Description of the task:
In the records below, count every line that includes the word "match". Provide the total alone.
Extracted records Block Start
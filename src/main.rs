// ==========================================
// 轧线排程校验系统 - 命令行入口
// ==========================================
// 用法: rolling-schedule-validator --order-file orders.csv \
//           --submit-file submission.json \
//           --start-date 2019-07-01 --end-date 2019-12-31
// 输出: 单条裁定信息; 通过时退出码 0, 否则 1
// ==========================================

use clap::Parser;
use rolling_schedule_validator::config::PlantConfig;
use rolling_schedule_validator::domain::types::DateWindow;
use rolling_schedule_validator::engine::{ScheduleRuleEngine, Verdict};
use rolling_schedule_validator::importer::{load_order_catalog, load_submission};
use rolling_schedule_validator::logging;
use std::path::PathBuf;

#[derive(Parser)]
#[command(
    name = "rolling-schedule-validator",
    version,
    about = "轧线排程提交文件校验工具"
)]
struct Cli {
    /// 订单目录文件 (.csv/.xlsx/.xls)
    #[arg(long = "order-file", default_value = "orders_2019.csv")]
    order_file: PathBuf,

    /// 排程提交文件 (JSON)
    #[arg(long = "submit-file", default_value = "submission_example.json")]
    submit_file: PathBuf,

    /// 排程起始日期 (YYYY-MM-DD)
    #[arg(long = "start-date", default_value = "2019-07-01")]
    start_date: String,

    /// 排程结束日期 (YYYY-MM-DD)
    #[arg(long = "end-date", default_value = "2019-12-31")]
    end_date: String,

    /// 产线配置文件 (JSON, 缺省使用内置配置)
    #[arg(long = "plant-config")]
    plant_config: Option<PathBuf>,
}

fn main() {
    logging::init();
    let cli = Cli::parse();

    tracing::info!("{} v{}", rolling_schedule_validator::APP_NAME, rolling_schedule_validator::VERSION);

    let verdict = run(&cli);
    println!("{}", verdict.message);
    std::process::exit(if verdict.pass { 0 } else { 1 });
}

/// 载入输入并依序执行两段校验 (任一失败即止)
fn run(cli: &Cli) -> Verdict {
    // 输入载入失败同样以失败裁定报出, 不进入规则校验
    let config = match &cli.plant_config {
        Some(path) => match PlantConfig::from_json_file(path) {
            Ok(config) => config,
            Err(e) => return Verdict::failed(e.to_string()),
        },
        None => PlantConfig::default(),
    };

    let window = match DateWindow::parse(&cli.start_date, &cli.end_date) {
        Ok(window) => window,
        Err(e) => return Verdict::failed(format!("日期区间参数错误: {}", e)),
    };

    let catalog = match load_order_catalog(&cli.order_file, &config) {
        Ok(catalog) => catalog,
        Err(e) => return Verdict::failed(e.to_string()),
    };

    let submission = match load_submission(&cli.submit_file) {
        Ok(submission) => submission,
        Err(e) => return Verdict::failed(e.to_string()),
    };

    let engine = ScheduleRuleEngine::new(&catalog, &submission, &config, window);

    let verdict = engine.validate_dates();
    if !verdict.pass {
        return verdict;
    }
    engine.check_valid_schedule()
}
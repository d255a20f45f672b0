// ==========================================
// 轧线排程校验系统 - 配置层
// ==========================================
// 职责: 产线固定表与校验参数
// ==========================================

pub mod plant_config;

pub use plant_config::{PlantConfig, WidthLimit};
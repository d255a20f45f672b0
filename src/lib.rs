// ==========================================
// 轧线排程校验系统 - 核心库
// ==========================================
// 技术栈: Rust + serde + chrono
// 系统定位: 排程提交文件的离线规则校验 (全量通过/首错拒绝)
// ==========================================

// ==========================================
// 模块声明
// ==========================================

// 领域层 - 实体与类型
pub mod domain;

// 引擎层 - 校验规则
pub mod engine;

// 导入层 - 外部数据
pub mod importer;

// 配置层 - 产线配置
pub mod config;

// 日志系统
pub mod logging;

// ==========================================
// 重导出核心类型
// ==========================================

// 领域类型
pub use domain::types::{Composition, DateWindow, EntryKind, ProductType, TuneKind};

// 领域实体
pub use domain::{Order, OrderCatalog, ScheduleEntry, SubmissionDoc};

// 引擎
pub use engine::{
    DateRangeChecker, LineState, QuantityReconciler, ScheduleRuleEngine, ValidationError,
    ValidationResult, Verdict,
};

// 配置
pub use config::{PlantConfig, WidthLimit};

// 导入
pub use importer::{load_order_catalog, load_submission, ImportError, ImportResult};

// ==========================================
// 常量定义
// ==========================================

// 系统版本
pub const VERSION: &str = env!("CARGO_PKG_VERSION");

// 系统名称
pub const APP_NAME: &str = "轧线排程校验系统";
Extracted records Block End
The completed task:
5